CEQA has become a punching bag for developers and Yimbys, blamed for pretty much everything from the housing crisis to the delays in high-speed rail. State legislation has limited the use of the landmark environmental law to question new housing and its impact on the environment.
But the rezoning in North Beach has nothing to do with housing. It’s all about the size and type of business that’s allowed in the area.

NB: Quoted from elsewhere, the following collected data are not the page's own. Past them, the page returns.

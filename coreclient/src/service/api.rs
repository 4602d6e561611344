// SPDX-FileCopyrightText: 2026 Phoenix R&D GmbH <hello@phnx.im>
//
// SPDX-License-Identifier: AGPL-3.0-or-later

//! [`DataService`] backed by the hosted service.

use hbapiclient::{
    ApiClient,
    auth_api::{AuthRequestError, AuthUser, SignUpResponse, Web3Credentials},
    rest_api::{Order, Query},
    rows::{
        ActivityRow, CommentRow, HackathonChangesRow, HackathonRow, IdeaChangesRow, IdeaRow,
        NewCommentRow, NewHackathonRow, NewIdeaRow, NewProfileRow, NewTaskRow, PROFILE_COLUMNS,
        PrdChangesRow, PrdRow, ProfileRow, TaskChangesRow, TaskRow, TechStackChangesRow,
        TechStackRow, tables,
    },
};
use hbcommon::identifiers::{HackathonId, IdeaId, TaskId, UserId};
use secrecy::SecretString;
use serde_json::json;

use super::{DataService, DataServiceResult};

const CONFLICT_COLUMN: &str = "idea_id";

impl DataService for ApiClient {
    fn has_session(&self) -> bool {
        self.session_user().is_some()
    }

    async fn auth_user(&self) -> DataServiceResult<Option<AuthUser>> {
        match self.get_user().await {
            Ok(user) => Ok(Some(user)),
            Err(AuthRequestError::NotSignedIn) => Ok(None),
            Err(error) => Err(error.into()),
        }
    }

    async fn sign_in_with_password(
        &self,
        email: &str,
        password: &SecretString,
    ) -> DataServiceResult<AuthUser> {
        Ok(ApiClient::sign_in_with_password(self, email, password).await?)
    }

    async fn sign_in_with_web3(
        &self,
        credentials: &Web3Credentials,
    ) -> DataServiceResult<AuthUser> {
        Ok(ApiClient::sign_in_with_web3(self, credentials).await?)
    }

    async fn sign_up(
        &self,
        email: &str,
        password: &SecretString,
    ) -> DataServiceResult<SignUpResponse> {
        Ok(ApiClient::sign_up(self, email, password).await?)
    }

    async fn sign_out(&self) -> DataServiceResult<()> {
        Ok(ApiClient::sign_out(self).await?)
    }

    async fn profile(&self, user_id: UserId) -> DataServiceResult<Option<ProfileRow>> {
        let query = Query::table(tables::PROFILES)
            .select(PROFILE_COLUMNS)
            .eq("id", user_id);
        Ok(self.select_maybe_single(&query).await?)
    }

    async fn insert_profile(&self, profile: &NewProfileRow) -> DataServiceResult<ProfileRow> {
        Ok(self.insert(tables::PROFILES, profile).await?)
    }

    async fn profiles(&self) -> DataServiceResult<Vec<ProfileRow>> {
        let query = Query::table(tables::PROFILES).select(PROFILE_COLUMNS);
        Ok(self.select(&query).await?)
    }

    async fn ideas(&self) -> DataServiceResult<Vec<IdeaRow>> {
        let query = Query::table(tables::IDEAS).order("created_at", Order::Desc);
        Ok(self.select(&query).await?)
    }

    async fn tasks(&self) -> DataServiceResult<Vec<TaskRow>> {
        let query = Query::table(tables::TASKS).order("created_at", Order::Asc);
        Ok(self.select(&query).await?)
    }

    async fn comments(&self) -> DataServiceResult<Vec<CommentRow>> {
        let query = Query::table(tables::COMMENTS).order("created_at", Order::Asc);
        Ok(self.select(&query).await?)
    }

    async fn prds(&self) -> DataServiceResult<Vec<PrdRow>> {
        Ok(self.select(&Query::table(tables::PRDS)).await?)
    }

    async fn tech_stacks(&self) -> DataServiceResult<Vec<TechStackRow>> {
        Ok(self.select(&Query::table(tables::TECH_STACKS)).await?)
    }

    async fn hackathons(&self) -> DataServiceResult<Vec<HackathonRow>> {
        Ok(self.select(&Query::table(tables::HACKATHONS)).await?)
    }

    async fn activities(&self) -> DataServiceResult<Vec<ActivityRow>> {
        let query = Query::table(tables::ACTIVITIES).order("timestamp", Order::Desc);
        Ok(self.select(&query).await?)
    }

    async fn insert_idea(&self, idea: &NewIdeaRow) -> DataServiceResult<IdeaRow> {
        Ok(self.insert(tables::IDEAS, idea).await?)
    }

    async fn update_idea(
        &self,
        idea_id: IdeaId,
        changes: &IdeaChangesRow,
    ) -> DataServiceResult<IdeaRow> {
        let query = Query::table(tables::IDEAS).eq("id", idea_id);
        Ok(self.update_single(&query, changes).await?)
    }

    async fn delete_idea(&self, idea_id: IdeaId) -> DataServiceResult<()> {
        let query = Query::table(tables::IDEAS).eq("id", idea_id);
        Ok(self.delete(&query).await?)
    }

    async fn unlink_hackathon(&self, hackathon_id: HackathonId) -> DataServiceResult<()> {
        let query = Query::table(tables::IDEAS).eq("hackathon_id", hackathon_id);
        Ok(self
            .update_minimal(&query, &json!({ "hackathon_id": null }))
            .await?)
    }

    async fn insert_task(&self, task: &NewTaskRow) -> DataServiceResult<TaskRow> {
        Ok(self.insert(tables::TASKS, task).await?)
    }

    async fn update_task(&self, task_id: TaskId, changes: &TaskChangesRow) -> DataServiceResult<()> {
        let query = Query::table(tables::TASKS).eq("id", task_id);
        Ok(self.update_minimal(&query, changes).await?)
    }

    async fn delete_task(&self, task_id: TaskId) -> DataServiceResult<()> {
        let query = Query::table(tables::TASKS).eq("id", task_id);
        Ok(self.delete(&query).await?)
    }

    async fn insert_comment(&self, comment: &NewCommentRow) -> DataServiceResult<CommentRow> {
        Ok(self.insert(tables::COMMENTS, comment).await?)
    }

    async fn upsert_prd(&self, changes: &PrdChangesRow) -> DataServiceResult<PrdRow> {
        Ok(self
            .upsert(tables::PRDS, CONFLICT_COLUMN, changes)
            .await?)
    }

    async fn upsert_tech_stack(
        &self,
        changes: &TechStackChangesRow,
    ) -> DataServiceResult<TechStackRow> {
        Ok(self
            .upsert(tables::TECH_STACKS, CONFLICT_COLUMN, changes)
            .await?)
    }

    async fn insert_hackathon(&self, hackathon: &NewHackathonRow) -> DataServiceResult<HackathonRow> {
        Ok(self.insert(tables::HACKATHONS, hackathon).await?)
    }

    async fn update_hackathon(
        &self,
        hackathon_id: HackathonId,
        changes: &HackathonChangesRow,
    ) -> DataServiceResult<HackathonRow> {
        let query = Query::table(tables::HACKATHONS).eq("id", hackathon_id);
        Ok(self.update_single(&query, changes).await?)
    }

    async fn delete_hackathon(&self, hackathon_id: HackathonId) -> DataServiceResult<()> {
        let query = Query::table(tables::HACKATHONS).eq("id", hackathon_id);
        Ok(self.delete(&query).await?)
    }
}
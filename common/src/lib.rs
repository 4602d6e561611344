// SPDX-FileCopyrightText: 2026 Phoenix R&D GmbH <hello@phnx.im>
//
// SPDX-License-Identifier: AGPL-3.0-or-later

//! Identifiers, domain enums and helpers shared by the client crates.

pub mod identifiers;
pub mod stack;
pub mod status;
pub mod time;
pub mod utils;
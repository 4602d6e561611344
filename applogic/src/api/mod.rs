// SPDX-FileCopyrightText: 2023 Phoenix R&D GmbH <hello@phnx.im>
//
// SPDX-License-Identifier: AGPL-3.0-or-later

pub mod dashboard_cubit;
pub mod hackathons_cubit;
pub mod idea_details_cubit;
pub mod ideas_cubit;
pub mod prd_editor;
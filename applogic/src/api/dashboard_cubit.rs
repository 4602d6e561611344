// SPDX-FileCopyrightText: 2026 Phoenix R&D GmbH <hello@phnx.im>
//
// SPDX-License-Identifier: AGPL-3.0-or-later

//! Dashboard feature

use std::sync::Arc;

use chrono::{DateTime, Utc};
use hbcommon::time::days_until;
use hbcoreclient::{
    Activity, CoreClient, DataService, Hackathon, Idea, StoreEntityId, StoreNotification,
};
use tokio::sync::watch;
use tokio_stream::{Stream, wrappers::WatchStream};

use crate::{
    store::IdeaBankStore,
    util::{CubitContext, CubitCore, spawn_store_notifications_loop},
};

const FEATURED_IDEAS: usize = 3;
const RECENT_ACTIVITIES: usize = 5;

#[derive(Debug, Clone, Default, PartialEq, Eq)]
pub struct DashboardState {
    /// The ideas with the most progress, at most three.
    pub featured_ideas: Vec<Idea>,
    pub upcoming_hackathon: Option<UpcomingHackathon>,
    /// The newest activities, at most five.
    pub recent_activity: Vec<Activity>,
}

#[derive(Debug, Clone, PartialEq, Eq)]
pub struct UpcomingHackathon {
    pub hackathon: Hackathon,
    /// E.g. `3 days left` or `Ended`.
    pub time_left: String,
}

impl DashboardState {
    pub fn new(
        mut ideas: Vec<Idea>,
        hackathons: &[Hackathon],
        mut activities: Vec<Activity>,
        now: DateTime<Utc>,
    ) -> Self {
        // stable: ties keep the order of the idea bank
        ideas.sort_by(|a, b| b.progress.cmp(&a.progress));
        ideas.truncate(FEATURED_IDEAS);
        activities.truncate(RECENT_ACTIVITIES);
        let upcoming_hackathon = hackathons
            .iter()
            .find(|hackathon| hackathon.status.is_upcoming())
            .map(|hackathon| UpcomingHackathon {
                time_left: time_left(hackathon.deadline, now),
                hackathon: hackathon.clone(),
            });
        Self {
            featured_ideas: ideas,
            upcoming_hackathon,
            recent_activity: activities,
        }
    }
}

pub fn time_left(deadline: DateTime<Utc>, now: DateTime<Utc>) -> String {
    match days_until(deadline, now) {
        days if days > 0 => format!("{days} days left"),
        _ => "Ended".to_owned(),
    }
}

/// Provides the dashboard.
pub struct DashboardCubit<D: DataService> {
    core: CubitCore<DashboardState>,
    _context: DashboardContext<CoreClient<D>>,
}

impl<D: DataService> DashboardCubit<D> {
    /// Loads the dashboard and keeps it up to date in the background.
    ///
    /// Must be called within a Tokio runtime.
    pub fn new(client: &CoreClient<D>) -> Self {
        let core = CubitCore::new();
        let context = DashboardContext::new(client.clone(), core.state_tx().clone());
        context.spawn(client.subscribe(), core.cancellation_token().clone());
        Self {
            core,
            _context: context,
        }
    }

    pub fn is_closed(&self) -> bool {
        self.core.is_closed()
    }

    pub fn close(&mut self) {
        self.core.close();
    }

    pub fn state(&self) -> DashboardState {
        self.core.state()
    }

    pub fn stream(&self) -> WatchStream<DashboardState> {
        self.core.stream()
    }
}

#[derive(Clone)]
struct DashboardContext<S> {
    store: S,
    state_tx: watch::Sender<DashboardState>,
}

impl<S: IdeaBankStore + Clone> DashboardContext<S> {
    fn new(store: S, state_tx: watch::Sender<DashboardState>) -> Self {
        Self { store, state_tx }
    }

    fn spawn(
        &self,
        store_notifications: impl Stream<Item = Arc<StoreNotification>> + Send + Unpin + 'static,
        stop: tokio_util::sync::CancellationToken,
    ) {
        self.load_and_emit_state();
        spawn_store_notifications_loop(self.clone(), store_notifications, stop);
    }
}

impl<S: IdeaBankStore> CubitContext for DashboardContext<S> {
    fn load_and_emit_state(&self) {
        let state = DashboardState::new(
            self.store.ideas(),
            &self.store.hackathons(),
            self.store.activities(),
            Utc::now(),
        );
        self.state_tx.send_replace(state);
    }

    fn is_affected_by(&self, notification: &StoreNotification) -> bool {
        notification.ops.iter().any(|(id, op)| {
            !op.is_empty()
                && matches!(
                    id,
                    StoreEntityId::Idea(_)
                        | StoreEntityId::Hackathon(_)
                        | StoreEntityId::Activities
                )
        })
    }
}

For years, the special zoning has protected small, neighborhood serving businesses by limiting the size of storefronts and preventing two or three commercial units to be merged to create larger spaces for bigger stores, including possibly chain stores. The zoning has also prevents retail and other uses from being replaced by more restaurants and bars, preserving a mix of uses and keeping North Beach from becoming nothing but a tourist destination that doesn’t serve the residents.
Sup. Danny Sauter, who sponsored the new zoning, said it was necessary for North Beach to recover from the pandemic. I walk around North Beach enough to know that it’s far from collapsing. In fact, opponents of the new zoning say “North Beach doesn’t need fixing.”
The lawsuit hinges on a key question: Is the rezoning a “project” under the meaning of CEQA?
The lawsuit, filed by land-use lawyer Richard Drury, states:
A decision by a public agency to eliminate a zoning district entirely and expand allowable uses and increase use size limits in certain zoning districts is a “project” and a discretionary action that is not exempt from CEQA.
The law is, of course, complicated, but the controlling case in California according to the lawsuit, involves a group of medical cannabis dispensaries suing San Diego for a zoning law that limited where the outlets could go.
In that case, Union of Medical Marijuana Patients v. San Diego, the plaintiffs argued that the restrictive ordinance could impact the environment because
1) restrictions on the siting of dispensaries would require “thousands of patients to drive across the City” to obtain medical marijuana; (2) the City might prosecute and close existing, unpermitted marijuana dispensaries, causing medical marijuana users to engage in the “inherently agricultural practice” of growing their own marijuana; and (3) “the unique development impacts associated with [dispensaries][ would be] shifted to certain areas of the City and intensified due to the limit on the total number of [dispensaries].
The court didn’t address those questions; instead, the issue at hand was the definition of “project.” And here, the state Supreme Court was clear:
We conclude the City erred in determining that the adoption of the Ordinance was not a project. Prior to the Ordinance, no medical marijuana dispensaries were legally permitted to operate in the City. The Ordinance therefore amended the City’s zoning regulations to permit the establishment of a sizable number of retail businesses of an entirely new type. Although inconsistency with prior permissible land uses is not necessary for an activity to constitute a project establishment of these new businesses is capable of causing indirect physical changes in the environment.
That, the plaintiffs will argue, is exactly what is going to happen in North Beach.
If the lawsuit succeeds, the city will have to go back and do a full CEQA review of the new zoning. That could potentially set a precedent for the much larger zoning rules that encompass Mayor Daniel Lurie’s Rich Family Zoning Plan.